The task: Count the lines in the data below where the string "convention" occurs, please, and give the number alone.

Information provided Start Marker

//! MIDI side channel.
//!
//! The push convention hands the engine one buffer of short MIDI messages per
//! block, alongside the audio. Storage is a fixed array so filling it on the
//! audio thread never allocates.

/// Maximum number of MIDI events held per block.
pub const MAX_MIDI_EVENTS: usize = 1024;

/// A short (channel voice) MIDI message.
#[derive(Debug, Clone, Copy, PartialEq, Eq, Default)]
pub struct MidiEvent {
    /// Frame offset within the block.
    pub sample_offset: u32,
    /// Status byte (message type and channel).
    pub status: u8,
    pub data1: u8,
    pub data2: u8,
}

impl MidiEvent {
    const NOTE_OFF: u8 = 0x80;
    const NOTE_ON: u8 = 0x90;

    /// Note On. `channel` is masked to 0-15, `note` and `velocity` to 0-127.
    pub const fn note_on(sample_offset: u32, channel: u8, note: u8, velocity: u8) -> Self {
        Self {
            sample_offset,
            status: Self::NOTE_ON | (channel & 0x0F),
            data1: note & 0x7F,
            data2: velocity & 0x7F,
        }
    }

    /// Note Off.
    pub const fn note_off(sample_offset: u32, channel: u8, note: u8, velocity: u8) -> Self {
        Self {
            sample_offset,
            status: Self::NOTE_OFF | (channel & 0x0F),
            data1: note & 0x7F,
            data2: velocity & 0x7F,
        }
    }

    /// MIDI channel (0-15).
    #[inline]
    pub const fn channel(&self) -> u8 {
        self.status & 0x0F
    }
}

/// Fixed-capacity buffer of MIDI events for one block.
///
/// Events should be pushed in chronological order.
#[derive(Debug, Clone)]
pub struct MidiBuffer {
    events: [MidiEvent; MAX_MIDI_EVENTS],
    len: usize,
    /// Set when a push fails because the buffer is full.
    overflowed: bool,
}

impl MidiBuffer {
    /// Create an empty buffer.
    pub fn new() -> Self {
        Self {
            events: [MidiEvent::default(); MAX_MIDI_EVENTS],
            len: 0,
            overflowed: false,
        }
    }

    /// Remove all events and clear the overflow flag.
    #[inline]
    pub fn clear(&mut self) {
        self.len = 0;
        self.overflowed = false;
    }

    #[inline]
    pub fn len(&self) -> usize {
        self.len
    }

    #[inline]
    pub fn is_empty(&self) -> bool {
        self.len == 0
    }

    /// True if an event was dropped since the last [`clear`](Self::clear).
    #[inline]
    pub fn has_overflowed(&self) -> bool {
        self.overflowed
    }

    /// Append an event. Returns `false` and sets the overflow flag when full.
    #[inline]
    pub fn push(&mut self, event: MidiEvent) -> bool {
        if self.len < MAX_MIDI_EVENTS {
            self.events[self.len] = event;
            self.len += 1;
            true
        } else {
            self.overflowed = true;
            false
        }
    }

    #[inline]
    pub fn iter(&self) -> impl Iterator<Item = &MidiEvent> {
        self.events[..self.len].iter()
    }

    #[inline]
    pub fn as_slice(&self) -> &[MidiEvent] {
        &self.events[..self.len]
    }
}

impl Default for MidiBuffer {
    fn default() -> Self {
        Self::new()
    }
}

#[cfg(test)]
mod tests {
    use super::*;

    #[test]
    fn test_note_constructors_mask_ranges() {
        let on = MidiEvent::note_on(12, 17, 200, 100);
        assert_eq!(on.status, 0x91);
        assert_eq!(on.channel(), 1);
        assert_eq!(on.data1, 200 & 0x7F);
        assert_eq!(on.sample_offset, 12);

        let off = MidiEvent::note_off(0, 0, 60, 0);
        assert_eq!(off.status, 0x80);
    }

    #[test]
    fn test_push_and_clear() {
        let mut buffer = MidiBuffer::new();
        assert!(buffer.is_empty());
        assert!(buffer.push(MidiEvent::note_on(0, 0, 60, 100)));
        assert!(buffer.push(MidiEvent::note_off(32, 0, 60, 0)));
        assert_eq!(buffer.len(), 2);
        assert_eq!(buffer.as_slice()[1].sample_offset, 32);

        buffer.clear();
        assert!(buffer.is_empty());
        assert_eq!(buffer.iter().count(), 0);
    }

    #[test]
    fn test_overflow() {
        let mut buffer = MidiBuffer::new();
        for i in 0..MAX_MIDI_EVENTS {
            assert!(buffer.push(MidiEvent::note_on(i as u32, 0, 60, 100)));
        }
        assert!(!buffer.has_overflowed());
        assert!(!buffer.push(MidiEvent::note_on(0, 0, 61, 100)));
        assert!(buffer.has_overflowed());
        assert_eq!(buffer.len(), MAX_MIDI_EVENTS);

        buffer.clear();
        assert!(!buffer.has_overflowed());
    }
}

Information provided End Marker
Information provided Start Marker

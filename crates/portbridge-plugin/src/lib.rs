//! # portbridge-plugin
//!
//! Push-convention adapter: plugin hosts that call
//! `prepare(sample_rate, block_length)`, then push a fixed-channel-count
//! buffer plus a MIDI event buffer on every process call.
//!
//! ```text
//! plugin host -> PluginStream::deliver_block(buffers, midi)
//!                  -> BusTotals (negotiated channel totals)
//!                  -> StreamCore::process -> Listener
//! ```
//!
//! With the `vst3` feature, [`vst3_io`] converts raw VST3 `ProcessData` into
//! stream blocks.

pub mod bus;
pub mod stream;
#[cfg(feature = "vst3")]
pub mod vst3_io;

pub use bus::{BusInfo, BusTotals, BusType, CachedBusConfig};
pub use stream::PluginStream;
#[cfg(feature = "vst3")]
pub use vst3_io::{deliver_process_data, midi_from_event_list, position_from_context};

Information provided End Marker

Task output: 2